After nearly 5 years and 90,000 miles, time for me to move on from my beloved IS300.
In summary, 2001 IS300 in Scarlatti Red, 185,000 miles, MoT until middle of May. I’m the third owner (me since 2013) after Lexus in Aberdeen and the second owner in Chesterfield. It’s my daily driver, running pretty much every day for about 19,000 miles a year with servicing by me and my trusted independent mechanic. I won’t list the features and specs, I’ll assume you either know already or know where to find them!
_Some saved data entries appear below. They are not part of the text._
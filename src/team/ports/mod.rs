//! Port contracts for team management.

pub mod repository;

pub use repository::{TeamRepository, TeamRepositoryError, TeamRepositoryResult};
//! Team lifecycle status.

use super::ParseTeamStatusError;
use crate::rules::{EntityKind, LifecycleStatus};
use serde::{Deserialize, Serialize};
use std::fmt;

/// Lifecycle status of a team.
#[derive(Debug, Clone, Copy, PartialEq, Eq, Hash, Serialize, Deserialize)]
#[serde(rename_all = "snake_case")]
pub enum TeamStatus {
    /// The team is operating and accepts members and projects.
    Active,
    /// The team is dormant but can be reactivated.
    Inactive,
    /// The team is retired permanently.
    Archived,
}

impl TeamStatus {
    /// All statuses in declaration order.
    pub const ALL: [Self; 3] = [Self::Active, Self::Inactive, Self::Archived];

    /// Returns the canonical storage representation.
    #[must_use]
    pub const fn as_str(self) -> &'static str {
        match self {
            Self::Active => "active",
            Self::Inactive => "inactive",
            Self::Archived => "archived",
        }
    }
}

impl LifecycleStatus for TeamStatus {
    const ENTITY: EntityKind = EntityKind::Team;

    fn allowed_targets(self) -> &'static [Self] {
        match self {
            Self::Active => &[Self::Inactive, Self::Archived],
            Self::Inactive => &[Self::Active, Self::Archived],
            Self::Archived => &[],
        }
    }

    fn label(self) -> &'static str {
        self.as_str()
    }
}

impl fmt::Display for TeamStatus {
    fn fmt(&self, f: &mut fmt::Formatter<'_>) -> fmt::Result {
        f.write_str(self.as_str())
    }
}

impl TryFrom<&str> for TeamStatus {
    type Error = ParseTeamStatusError;

    fn try_from(value: &str) -> Result<Self, Self::Error> {
        let normalized = value.trim().to_ascii_lowercase();
        match normalized.as_str() {
            "active" => Ok(Self::Active),
            "inactive" => Ok(Self::Inactive),
            "archived" => Ok(Self::Archived),
            _ => Err(ParseTeamStatusError(value.to_owned())),
        }
    }
}
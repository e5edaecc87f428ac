//! Identifier types for the team domain.

use serde::{Deserialize, Serialize};
use std::fmt;
use uuid::Uuid;

/// Unique identifier for a team.
#[derive(Debug, Clone, Copy, PartialEq, Eq, Hash, Serialize, Deserialize)]
#[serde(transparent)]
pub struct TeamId(Uuid);

impl TeamId {
    /// Creates a new random team identifier.
    #[must_use]
    pub fn new() -> Self {
        Self(Uuid::new_v4())
    }

    /// Creates a team identifier from an existing UUID.
    #[must_use]
    pub const fn from_uuid(uuid: Uuid) -> Self {
        Self(uuid)
    }

    /// Returns the wrapped UUID.
    #[must_use]
    pub const fn into_inner(self) -> Uuid {
        self.0
    }
}

impl Default for TeamId {
    fn default() -> Self {
        Self::new()
    }
}

impl AsRef<Uuid> for TeamId {
    fn as_ref(&self) -> &Uuid {
        &self.0
    }
}

impl fmt::Display for TeamId {
    fn fmt(&self, f: &mut fmt::Formatter<'_>) -> fmt::Result {
        write!(f, "{}", self.0)
    }
}
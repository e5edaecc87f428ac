//! Step definitions for task lifecycle scenarios.

mod given;
mod when;
pub mod world;
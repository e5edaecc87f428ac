//! Event publisher adapters.

pub mod memory;

pub use memory::InMemoryEventPublisher;
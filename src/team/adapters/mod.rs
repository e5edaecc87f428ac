//! Adapter implementations for team ports.

pub mod memory;
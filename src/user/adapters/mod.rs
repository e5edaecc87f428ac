//! Adapter implementations for user ports.

pub mod memory;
You don’t need me to tell you that to the trade at this age and mileage it is practically worthless. I’m listing here to in the hope of selling to an enthusiast, even if it is to just for someone to strip for parts. But I honestly think that would be a waste as someone with some time, plus some spanner knowledge, basic eBay skills and a modest bit of cash could restore her to a tidy motor for themselves or a family member. May be even to sell it on, who knows.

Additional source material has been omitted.